**Prompt:**
Would you please transcribe, exactly as written, the lines of the entries below starting at the one that holds "async fn load(&self, key: &SnapshotKey)" and ending at the one that holds "logs and metrics", both included?

**The data:**

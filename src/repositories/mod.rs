// Repositories module - snapshot persistence layer

pub mod dynamodb_store;
pub mod file_store;
pub mod memory_store;

#[cfg(test)]
mod tests;

pub use dynamodb_store::DynamoDbSnapshotStore;
pub use file_store::FileSnapshotStore;
pub use memory_store::InMemorySnapshotStore;

use async_trait::async_trait;
use std::fmt;
use std::sync::Arc;
use tracing::info;

use crate::config::{StorageBackend, StorageConfig};
use crate::models::{validate_key_segment, SnapshotResult, ValidationResult};

/// Identifies one durable snapshot record: a record name within a storage origin
#[derive(Debug, Clone, PartialEq, Eq, Hash)]
pub struct SnapshotKey {
    origin: String,
    name: String,
}

impl SnapshotKey {
    pub fn new(origin: &str, name: &str) -> ValidationResult<Self> {
        validate_key_segment("origin", origin)?;
        validate_key_segment("snapshot_key", name)?;
        Ok(Self {
            origin: origin.to_string(),
            name: name.to_string(),
        })
    }

    pub fn origin(&self) -> &str {
        &self.origin
    }

    pub fn name(&self) -> &str {
        &self.name
    }
}

impl fmt::Display for SnapshotKey {
    fn fmt(&self, f: &mut fmt::Formatter<'_>) -> fmt::Result {
        write!(f, "{}/{}", self.origin, self.name)
    }
}

/// Trait defining the interface for durable key-value snapshot storage.
///
/// A `save` fully replaces whatever was stored under the key before.
#[async_trait]
pub trait SnapshotStore: Send + Sync {
    /// Load the latest snapshot for a key, `None` if nothing was stored
    async fn load(&self, key: &SnapshotKey) -> SnapshotResult<Option<String>>;

    /// Store a snapshot, overwriting any previous one
    async fn save(&self, key: &SnapshotKey, payload: &str) -> SnapshotResult<()>;

    /// Backend label for logs and metrics
    fn backend(&self) -> &'static str;
}

/// Build the snapshot store selected by configuration
pub async fn snapshot_store_from_config(config: &StorageConfig) -> Arc<dyn SnapshotStore> {
    match config.backend {
        StorageBackend::File => {
            info!(data_dir = %config.data_dir, "Using file snapshot store");
            Arc::new(FileSnapshotStore::new(&config.data_dir))
        }
        StorageBackend::Memory => {
            info!("Using in-memory snapshot store");
            Arc::new(InMemorySnapshotStore::new())
        }
        StorageBackend::DynamoDb => {
            info!(
                table = %config.snapshots_table_name,
                region = %config.region,
                "Using DynamoDB snapshot store"
            );
            let aws_config = aws_config::defaults(aws_config::BehaviorVersion::latest())
                .region(aws_config::Region::new(config.region.clone()))
                .load()
                .await;
            let client = Arc::new(aws_sdk_dynamodb::Client::new(&aws_config));
            Arc::new(DynamoDbSnapshotStore::new(
                client,
                config.snapshots_table_name.clone(),
                config.region.clone(),
            ))
        }
    }
}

**Answer below:**
    async fn load(&self, key: &SnapshotKey) -> SnapshotResult<Option<String>>;

    /// Store a snapshot, overwriting any previous one
    async fn save(&self, key: &SnapshotKey, payload: &str) -> SnapshotResult<()>;

    /// Backend label for logs and metrics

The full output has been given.